→ **Task material**
//! # 관리자 계정 핸들러
//!
//! | 메서드 | 경로 | 역할 |
//! |--------|------|------|
//! | GET | `/api/v1/admin/accounts/{id}` | admin, manager |
//! | PATCH | `/api/v1/admin/accounts/{id}/role` | admin |
//! | DELETE | `/api/v1/admin/accounts/{id}` | admin |
//!
//! 역할 변경과 삭제는 감사 기록(`role_change`, `account_delete`)을 남깁니다.

use actix_web::{delete, get, patch, web, HttpResponse};
use serde_json::json;
use validator::Validate;
use crate::domain::dto::accounts::{AccountResponse, UpdateRoleRequest};
use crate::domain::entities::accounts::Role;
use crate::domain::models::auth::{AuthenticatedUser, RequestMeta};
use crate::errors::AppError;
use crate::middlewares::AuthMiddleware;
use crate::services::accounts::AccountService;

#[get(
    "/accounts/{id}",
    wrap = "AuthMiddleware::required_with_roles(vec![Role::Admin, Role::Manager])"
)]
pub async fn get_account(
    path: web::Path<String>,
    accounts: web::Data<AccountService>,
) -> Result<HttpResponse, AppError> {
    let account = accounts.get_account(&path).await?;

    Ok(HttpResponse::Ok().json(AccountResponse::from(account)))
}

#[patch("/accounts/{id}/role", wrap = "AuthMiddleware::required_with_role(Role::Admin)")]
pub async fn update_account_role(
    path: web::Path<String>,
    payload: web::Json<UpdateRoleRequest>,
    user: AuthenticatedUser,
    requester: RequestMeta,
    accounts: web::Data<AccountService>,
) -> Result<HttpResponse, AppError> {
    payload.validate()
        .map_err(|e| AppError::ValidationError(e.to_string()))?;

    let account = accounts
        .change_role(&user, &path, payload.into_inner(), &requester)
        .await?;

    Ok(HttpResponse::Ok().json(AccountResponse::from(account)))
}

#[delete("/accounts/{id}", wrap = "AuthMiddleware::required_with_role(Role::Admin)")]
pub async fn delete_account(
    path: web::Path<String>,
    user: AuthenticatedUser,
    requester: RequestMeta,
    accounts: web::Data<AccountService>,
) -> Result<HttpResponse, AppError> {
    let id = path.into_inner();
    accounts.delete_account(&user, &id, &requester).await?;

    Ok(HttpResponse::Ok().json(json!({
        "deleted": true,
        "id": id
    })))
}

#[cfg(test)]
mod tests {
    use std::sync::Arc;
    use actix_web::{http::StatusCode, test, App};
    use mongodb::bson::DateTime;
    use super::*;
    use crate::domain::entities::accounts::Account;
    use crate::domain::entities::audit::AuditAction;
    use crate::repositories::accounts::InMemoryAccountStore;
    use crate::repositories::audit::InMemoryAuditLogStore;
    use crate::services::audit::AuditService;
    use crate::services::auth::{IdentityResolver, SessionService, TokenService};

    struct Harness {
        accounts: Arc<InMemoryAccountStore>,
        audit_logs: Arc<InMemoryAuditLogStore>,
        sessions: web::Data<SessionService>,
        account_service: web::Data<AccountService>,
    }

    fn harness() -> Harness {
        let accounts = Arc::new(InMemoryAccountStore::new());
        let audit_logs = Arc::new(InMemoryAuditLogStore::new());
        let sessions = web::Data::new(SessionService::new(
            Arc::new(TokenService::new("admin-secret", 1, 7)),
            Arc::new(IdentityResolver::new(accounts.clone())),
        ));
        let account_service = web::Data::new(AccountService::new(
            accounts.clone(),
            Arc::new(AuditService::new(audit_logs.clone())),
        ));
        Harness { accounts, audit_logs, sessions, account_service }
    }

    fn insert(h: &Harness, email: &str, role: Role) -> Account {
        h.accounts.insert(Account {
            id: None,
            email: Some(email.to_string()),
            name: email.to_string(),
            avatar: None,
            is_verified: true,
            role,
            google_id: None,
            facebook_id: None,
            created_at: DateTime::now(),
            updated_at: DateTime::now(),
        })
    }

    fn bearer(h: &Harness, account: &Account) -> (&'static str, String) {
        let pair = h.sessions.tokens().generate_token_pair(account).unwrap();
        ("Authorization", format!("Bearer {}", pair.access_token))
    }

    macro_rules! app {
        ($h:expr) => {
            test::init_service(
                App::new()
                    .app_data($h.sessions.clone())
                    .app_data($h.account_service.clone())
                    .service(
                        web::scope("/api/v1/admin")
                            .service(get_account)
                            .service(update_account_role)
                            .service(delete_account)
                    )
            ).await
        };
    }

    #[actix_web::test]
    async fn test_manager_can_read_but_not_change_roles() {
        let h = harness();
        let manager = insert(&h, "manager@example.com", Role::Manager);
        let customer = insert(&h, "ann@example.com", Role::Customer);
        let app = app!(h);
        let uri = format!("/api/v1/admin/accounts/{}", customer.id_string().unwrap());

        let req = test::TestRequest::get().uri(&uri).insert_header(bearer(&h, &manager)).to_request();
        assert_eq!(test::call_service(&app, req).await.status(), StatusCode::OK);

        let req = test::TestRequest::patch()
            .uri(&format!("{}/role", uri))
            .insert_header(bearer(&h, &manager))
            .set_json(json!({ "role": "staff" }))
            .to_request();
        assert_eq!(test::call_service(&app, req).await.status(), StatusCode::FORBIDDEN);
    }

    #[actix_web::test]
    async fn test_admin_changes_role_with_audit() {
        let h = harness();
        let admin = insert(&h, "admin@example.com", Role::Admin);
        let customer = insert(&h, "ann@example.com", Role::Customer);
        let app = app!(h);

        let req = test::TestRequest::patch()
            .uri(&format!("/api/v1/admin/accounts/{}/role", customer.id_string().unwrap()))
            .insert_header(bearer(&h, &admin))
            .insert_header(("User-Agent", "admin-panel"))
            .set_json(json!({ "role": "inventory", "reason": "stock room" }))
            .to_request();
        let body: serde_json::Value = test::call_and_read_body_json(&app, req).await;

        assert_eq!(body["role"], "inventory");
        let entries = h.audit_logs.entries();
        assert_eq!(entries.len(), 1);
        assert_eq!(entries[0].action, AuditAction::RoleChange);
        assert_eq!(entries[0].user_agent.as_deref(), Some("admin-panel"));
    }

    #[actix_web::test]
    async fn test_unknown_role_is_rejected() {
        let h = harness();
        let admin = insert(&h, "admin@example.com", Role::Admin);
        let customer = insert(&h, "ann@example.com", Role::Customer);
        let app = app!(h);

        let req = test::TestRequest::patch()
            .uri(&format!("/api/v1/admin/accounts/{}/role", customer.id_string().unwrap()))
            .insert_header(bearer(&h, &admin))
            .set_json(json!({ "role": "owner" }))
            .to_request();

        assert_eq!(test::call_service(&app, req).await.status(), StatusCode::BAD_REQUEST);
        assert!(h.audit_logs.entries().is_empty());
    }

    #[actix_web::test]
    async fn test_admin_cannot_delete_self_over_http() {
        let h = harness();
        let admin = insert(&h, "admin@example.com", Role::Admin);
        let app = app!(h);

        let req = test::TestRequest::delete()
            .uri(&format!("/api/v1/admin/accounts/{}", admin.id_string().unwrap()))
            .insert_header(bearer(&h, &admin))
            .to_request();

        assert_eq!(test::call_service(&app, req).await.status(), StatusCode::FORBIDDEN);
        assert_eq!(h.accounts.all().len(), 1);
    }

    #[actix_web::test]
    async fn test_missing_account_is_not_found() {
        let h = harness();
        let admin = insert(&h, "admin@example.com", Role::Admin);
        let app = app!(h);

        let req = test::TestRequest::get()
            .uri("/api/v1/admin/accounts/65f000000000000000000042")
            .insert_header(bearer(&h, &admin))
            .to_request();

        assert_eq!(test::call_service(&app, req).await.status(), StatusCode::NOT_FOUND);
    }
}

→ **Exercise requirements**
Your output should consist solely of the lines from the beginning of the entries through the line containing "use crate::middlewares::AuthMiddleware;", reproduced exactly.

→ **Response for this exercise**
//! # 관리자 계정 핸들러
//!
//! | 메서드 | 경로 | 역할 |
//! |--------|------|------|
//! | GET | `/api/v1/admin/accounts/{id}` | admin, manager |
//! | PATCH | `/api/v1/admin/accounts/{id}/role` | admin |
//! | DELETE | `/api/v1/admin/accounts/{id}` | admin |
//!
//! 역할 변경과 삭제는 감사 기록(`role_change`, `account_delete`)을 남깁니다.

use actix_web::{delete, get, patch, web, HttpResponse};
use serde_json::json;
use validator::Validate;
use crate::domain::dto::accounts::{AccountResponse, UpdateRoleRequest};
use crate::domain::entities::accounts::Role;
use crate::domain::models::auth::{AuthenticatedUser, RequestMeta};
use crate::errors::AppError;
use crate::middlewares::AuthMiddleware;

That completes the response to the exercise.